The contractibility of blood vessels depends on their normal structure and the availability of calcium ions; it changes under the influence of numerous contracting and relaxing factors, which control the activities of various pathways of intracellular and intercellular signaling. The main aim of the study was to investigate, by means of perfusion pressure in rat tail arteries, the role of Ca2+ in vascular response to α-1 adrenoceptor activation by phenylephrine (PHE) and Bay K8644 agonist of the L-type calcium channel and caffeine before and after a post-mortem interval (PMI) of 2, 4, 6 and 8 h. A phasic increase of perfusion pressure in rat tail arteries, as induced by PHE or caffeine, in Ca2+-free solutions was used as an indicator of intracellular Ca2+ release through the inositol 1,4,5-triphosphate and ryanodine receptor pathways, respectively.
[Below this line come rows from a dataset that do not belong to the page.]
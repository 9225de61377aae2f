//! Video repository for database operations

use chrono::Utc;
use common::database::{from_timestamp, to_timestamp};
use common::error::{DatabaseError, DatabaseResult};
use sqlx::sqlite::SqliteRow;
use sqlx::{Row, SqlitePool};

use super::json_object;
use crate::models::{NewVideo, Video};

/// Video repository for database operations
#[derive(Clone)]
pub struct VideoRepository {
    pool: SqlitePool,
}

impl VideoRepository {
    /// Create a new video repository
    pub fn new(pool: SqlitePool) -> Self {
        Self { pool }
    }

    /// Get a video by its external id
    pub async fn get(&self, video_id: &str) -> DatabaseResult<Option<Video>> {
        let row = sqlx::query(
            r#"
            SELECT video_id, platform, title, lang, metadata, created_at, updated_at
            FROM videos
            WHERE video_id = ?
            "#,
        )
        .bind(video_id)
        .fetch_optional(&self.pool)
        .await
        .map_err(DatabaseError::from_query)?;

        row.as_ref().map(map_video).transpose()
    }

    /// Insert a new video
    ///
    /// Fails with `UniqueViolation` when the id is already registered.
    pub async fn create(&self, payload: &NewVideo) -> DatabaseResult<Video> {
        let now = to_timestamp(Utc::now());
        let metadata = serde_json::to_string(&payload.metadata).map_err(DatabaseError::decode)?;

        sqlx::query(
            r#"
            INSERT INTO videos (video_id, platform, title, lang, metadata, created_at, updated_at)
            VALUES (?, ?, ?, ?, ?, ?, ?)
            "#,
        )
        .bind(&payload.video_id)
        .bind(&payload.platform)
        .bind(&payload.title)
        .bind(&payload.lang)
        .bind(&metadata)
        .bind(now)
        .bind(now)
        .execute(&self.pool)
        .await
        .map_err(DatabaseError::from_query)?;

        Ok(Video {
            video_id: payload.video_id.clone(),
            platform: payload.platform.clone(),
            title: payload.title.clone(),
            lang: payload.lang.clone(),
            metadata: payload.metadata.clone(),
            created_at: from_timestamp(now)?,
            updated_at: from_timestamp(now)?,
        })
    }

    /// Overwrite the descriptive fields of a video, keeping its creation time
    pub async fn update(&self, payload: &NewVideo) -> DatabaseResult<Option<Video>> {
        let metadata = serde_json::to_string(&payload.metadata).map_err(DatabaseError::decode)?;

        let result = sqlx::query(
            r#"
            UPDATE videos
            SET platform = ?, title = ?, lang = ?, metadata = ?, updated_at = ?
            WHERE video_id = ?
            "#,
        )
        .bind(&payload.platform)
        .bind(&payload.title)
        .bind(&payload.lang)
        .bind(&metadata)
        .bind(to_timestamp(Utc::now()))
        .bind(&payload.video_id)
        .execute(&self.pool)
        .await
        .map_err(DatabaseError::from_query)?;

        if result.rows_affected() == 0 {
            return Ok(None);
        }
        self.get(&payload.video_id).await
    }

    /// Create the video or update it if it exists
    ///
    /// Returns the stored video and whether it was created.
    pub async fn upsert(&self, payload: &NewVideo) -> DatabaseResult<(Video, bool)> {
        match self.update(payload).await? {
            Some(video) => Ok((video, false)),
            None => Ok((self.create(payload).await?, true)),
        }
    }
}

fn map_video(row: &SqliteRow) -> DatabaseResult<Video> {
    let metadata: String = row.get("metadata");

    Ok(Video {
        video_id: row.get("video_id"),
        platform: row.get("platform"),
        title: row.get("title"),
        lang: row.get("lang"),
        metadata: json_object(&metadata)?,
        created_at: from_timestamp(row.get("created_at"))?,
        updated_at: from_timestamp(row.get("updated_at"))?,
    })
}

#[cfg(test)]
mod tests {
    use super::*;
    use common::database::init_memory_pool;
    use serde_json::{Map, json};

    fn new_video(video_id: &str, title: &str) -> NewVideo {
        let mut metadata = Map::new();
        metadata.insert("season".to_string(), json!(1));
        NewVideo {
            video_id: video_id.to_string(),
            platform: "netflix".to_string(),
            title: title.to_string(),
            lang: "en".to_string(),
            metadata,
        }
    }

    #[tokio::test]
    async fn test_create_and_get() {
        let repo = VideoRepository::new(init_memory_pool().await.unwrap());
        repo.create(&new_video("v1", "Show A")).await.unwrap();

        let video = repo.get("v1").await.unwrap().unwrap();
        assert_eq!(video.title, "Show A");
        assert_eq!(video.metadata["season"], 1);
        assert!(repo.get("missing").await.unwrap().is_none());
    }

    #[tokio::test]
    async fn test_duplicate_create_is_unique_violation() {
        let repo = VideoRepository::new(init_memory_pool().await.unwrap());
        repo.create(&new_video("v1", "Show A")).await.unwrap();

        let result = repo.create(&new_video("v1", "Show B")).await;
        assert!(matches!(result, Err(DatabaseError::UniqueViolation(_))));
    }

    #[tokio::test]
    async fn test_upsert_reports_creation_and_keeps_created_at() {
        let repo = VideoRepository::new(init_memory_pool().await.unwrap());

        let (first, created) = repo.upsert(&new_video("v1", "Show A")).await.unwrap();
        assert!(created);

        let (second, created) = repo.upsert(&new_video("v1", "Show B")).await.unwrap();
        assert!(!created);
        assert_eq!(second.title, "Show B");
        assert_eq!(second.created_at, first.created_at);
        assert!(second.updated_at >= first.updated_at);
    }
}
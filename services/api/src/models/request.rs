//! Explanation request audit records

use chrono::{DateTime, Utc};
use serde::Serialize;

/// Audit record of one explanation call
#[derive(Debug, Clone, Serialize)]
pub struct RequestRecord {
    pub request_id: i64,
    pub video_id: String,
    pub image_id: Option<String>,
    pub session_id: String,
    pub lang: String,
    pub created_at: DateTime<Utc>,
}

#[derive(Debug, Clone)]
pub struct NewRequestRecord {
    pub video_id: String,
    pub image_id: Option<String>,
    pub session_id: String,
    pub lang: String,
}

#[derive(Debug, Clone, PartialEq, Eq, Serialize)]
pub struct LanguageCount {
    pub lang: String,
    pub count: i64,
}

/// Aggregate over all audit records
#[derive(Debug, Clone, PartialEq, Eq, Serialize)]
#[serde(rename_all = "camelCase")]
pub struct RequestStatistics {
    pub total_requests: i64,
    /// Most requested language first
    pub by_language: Vec<LanguageCount>,
    pub with_image: i64,
    pub without_image: i64,
}
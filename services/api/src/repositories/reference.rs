//! Video reference repository for database operations

use chrono::Utc;
use common::database::{from_timestamp, to_timestamp};
use common::error::{DatabaseError, DatabaseResult};
use sqlx::sqlite::SqliteRow;
use sqlx::{Row, SqlitePool};
use std::fmt::Write;

use crate::models::{Reference, ReferenceDocument, ReferenceMetadata};

/// Video reference repository for database operations
#[derive(Clone)]
pub struct ReferenceRepository {
    pool: SqlitePool,
}

impl ReferenceRepository {
    /// Create a new reference repository
    pub fn new(pool: SqlitePool) -> Self {
        Self { pool }
    }

    /// Store a reference document, returning its row id
    pub async fn create(
        &self,
        video_id: &str,
        document: &ReferenceDocument,
        metadata: &ReferenceMetadata,
    ) -> DatabaseResult<i64> {
        let blob = serde_json::to_vec(document).map_err(DatabaseError::decode)?;
        let metadata = serde_json::to_string(metadata).map_err(DatabaseError::decode)?;

        let result = sqlx::query(
            r#"
            INSERT INTO video_references (video_id, reference, metadata, created_at)
            VALUES (?, ?, ?, ?)
            "#,
        )
        .bind(video_id)
        .bind(blob)
        .bind(metadata)
        .bind(to_timestamp(Utc::now()))
        .execute(&self.pool)
        .await
        .map_err(DatabaseError::from_query)?;

        Ok(result.last_insert_rowid())
    }

    /// Number of references stored for a video
    pub async fn count_by_video(&self, video_id: &str) -> DatabaseResult<i64> {
        sqlx::query_scalar("SELECT COUNT(*) FROM video_references WHERE video_id = ?")
            .bind(video_id)
            .fetch_one(&self.pool)
            .await
            .map_err(DatabaseError::from_query)
    }

    /// All references of a video, oldest first
    pub async fn list_by_video(&self, video_id: &str) -> DatabaseResult<Vec<Reference>> {
        let rows = sqlx::query(
            r#"
            SELECT id, video_id, reference, metadata, created_at
            FROM video_references
            WHERE video_id = ?
            ORDER BY id
            "#,
        )
        .bind(video_id)
        .fetch_all(&self.pool)
        .await
        .map_err(DatabaseError::from_query)?;

        rows.iter().map(map_reference).collect()
    }

    /// Render the stored items of a video as numbered prompt text
    ///
    /// Returns `None` when the video has no stored items.
    pub async fn get_reference_content(&self, video_id: &str) -> DatabaseResult<Option<String>> {
        let references = self.list_by_video(video_id).await?;

        let mut content = String::new();
        let items = references
            .iter()
            .flat_map(|reference| reference.document.items.iter());
        for (index, item) in items.enumerate() {
            if index > 0 {
                content.push('\n');
            }
            let _ = writeln!(content, "{}. {}", index + 1, item.title);
            let _ = writeln!(content, "   URL: {}", item.url);
            if !item.snippet.is_empty() {
                let _ = writeln!(content, "   {}", item.snippet);
            }
        }

        Ok((!content.is_empty()).then(|| content.trim_end().to_string()))
    }
}

fn map_reference(row: &SqliteRow) -> DatabaseResult<Reference> {
    let blob: Vec<u8> = row.get("reference");
    let metadata: String = row.get("metadata");

    Ok(Reference {
        id: row.get("id"),
        video_id: row.get("video_id"),
        document: serde_json::from_slice(&blob).map_err(DatabaseError::decode)?,
        metadata: serde_json::from_str(&metadata).map_err(DatabaseError::decode)?,
        created_at: from_timestamp(row.get("created_at"))?,
    })
}
use anyhow::Result;
use std::net::SocketAddr;
use tokio::net::TcpListener;
use tower_http::trace::TraceLayer;
use tracing::info;

use auth::{
    AppState, ServerConfig,
    jwt::{JwtConfig, JwtService},
    repositories::SessionRepository,
    routes,
    sweeper::SessionSweeper,
};
use common::database::{DatabaseConfig, health_check, init_pool, run_migrations};

#[tokio::main]
async fn main() -> Result<()> {
    common::telemetry::init_tracing("info");

    info!("Starting authentication service");

    let server_config = ServerConfig::from_env()?;

    // Initialize database connection pool
    let db_config = DatabaseConfig::from_env()?;
    let pool = init_pool(&db_config).await?;
    run_migrations(&pool).await?;

    if health_check(&pool).await? {
        info!("Database connection successful");
    } else {
        anyhow::bail!("Failed to connect to database");
    }

    // Initialize JWT service
    let jwt_config = JwtConfig::from_env()?;
    let jwt_service = JwtService::new(jwt_config)?;

    // Keep the scheduler alive for the lifetime of the server
    let sweeper = SessionSweeper::new(SessionRepository::new(pool.clone()));
    sweeper.sweep().await?;
    let _scheduler = sweeper.start(&server_config.sweep_schedule).await?;

    let app_state = AppState::new(pool, jwt_service);

    let app = routes::create_router(app_state).layer(TraceLayer::new_for_http());

    let address = server_config.bind_address();
    let listener = TcpListener::bind(&address).await?;
    info!("Authentication service listening on {}", address);

    axum::serve(
        listener,
        app.into_make_service_with_connect_info::<SocketAddr>(),
    )
    .await?;

    Ok(())
}
use anyhow::{Context, Result};
use std::path::Path;
use std::sync::Arc;
use tokio::net::TcpListener;
use tower_http::{cors::CorsLayer, trace::TraceLayer};
use tracing::{info, warn};

use api::{
    AppState, ReferenceBackend, ServerConfig,
    clients::{CustomSearchClient, GeminiClient, GeminiConfig, GenerationClient, SearchConfig},
    explanations::seed_prompt,
    references::{CollectionStrategy, CustomSearchStrategy, GroundedSearchStrategy},
    repositories::SettingsRepository,
    routes,
    storage::StorageConfig,
};
use auth::jwt::{JwtConfig, JwtService};
use common::database::{DatabaseConfig, health_check, init_pool, run_migrations};

const EXPLAIN_PROMPT_FILE: &str = "explain_prompt.txt";
const SEARCH_INSTRUCTION_FILE: &str = "search_instruction.txt";

#[tokio::main]
async fn main() -> Result<()> {
    common::telemetry::init_tracing("info");

    info!("Starting API service");

    let server_config = ServerConfig::from_env()?;
    let storage_config = StorageConfig::from_env()?;

    // Initialize database connection pool
    let db_config = DatabaseConfig::from_env()?;
    let pool = init_pool(&db_config).await?;
    run_migrations(&pool).await?;

    if health_check(&pool).await? {
        info!("Database connection successful");
    } else {
        anyhow::bail!("Failed to connect to database");
    }

    // Tokens are issued by the auth service and verified here with the same secret
    let jwt_service = JwtService::new(JwtConfig::from_env()?)?;

    let gemini = GeminiClient::new(GeminiConfig::from_env()?)
        .context("Gemini client configuration is invalid, is GEMINI_API_KEY set?")?;
    info!("Using generation model {}", gemini.model_name());
    let generator: Arc<dyn GenerationClient> = Arc::new(gemini);

    let prompts = Path::new(&server_config.prompts_path);
    let strategy: Option<Arc<dyn CollectionStrategy>> = match server_config.reference_backend {
        ReferenceBackend::Grounded => Some(Arc::new(GroundedSearchStrategy::with_instruction_file(
            generator.clone(),
            &prompts.join(SEARCH_INSTRUCTION_FILE),
        ))),
        ReferenceBackend::CustomSearch => {
            let client = CustomSearchClient::new(SearchConfig::from_env()?)
                .context("Custom search backend needs GOOGLE_SEARCH_API_KEY and GOOGLE_SEARCH_ENGINE_ID")?;
            Some(Arc::new(CustomSearchStrategy::new(Arc::new(client))))
        }
        ReferenceBackend::Disabled => {
            warn!("Reference collection is disabled");
            None
        }
    };

    if let Err(e) = seed_prompt(
        &SettingsRepository::new(pool.clone()),
        &prompts.join(EXPLAIN_PROMPT_FILE),
    )
    .await
    {
        warn!("Explanation prompt was not seeded: {}", e);
    }

    let app_state = AppState::new(pool, jwt_service, generator, strategy, &storage_config);

    let app = routes::create_router(app_state)
        .layer(CorsLayer::permissive())
        .layer(TraceLayer::new_for_http());

    let address = server_config.bind_address();
    let listener = TcpListener::bind(&address).await?;
    info!("API service listening on {}", address);

    axum::serve(listener, app).await?;

    Ok(())
}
In Ca2+-free-ethylene glycol tetraacetic acid (EGTA)-poly(sodium styrenesulfonate) (PSS) and in Ca2+-EGTA-PSS, the PHE induced elevation of perfusion pressure significantly decreased. Vascular responses to caffeine (20 mmol/1) in Ca2+-free-EGTA-PSS, with an increase of PMI from 2-8 h, did not change significantly. A similar effect was observed with vascular responses to KCl 40 mmol/1 in Ca2+-EGTA-PSS. To confirm whether the inhibitory effect of 2, 4, 6 and 8 h PMI was mediated through the formation of NO, nitro-L-arginine (L-NNA), a potent NO synthase inhibitor, was used. Exposure to L-NNA (10-5 M) blocked the inhibition induced by an increase of PMI. The blocked effects of L-NNA were reversed by L-arginine (10-4 M). In conclusion, these patterns of change in artery responses provide insight into the post-mortem change in the receptor-mediated signaling components in epithelial and smooth muscle cells, and support the further study of post-mortem vascular responses triggered by G protein-coupled receptors (metabotropic) and channel-linked receptors (ionotropic) as potential markers for estimating short and long-term PMIs, respectively.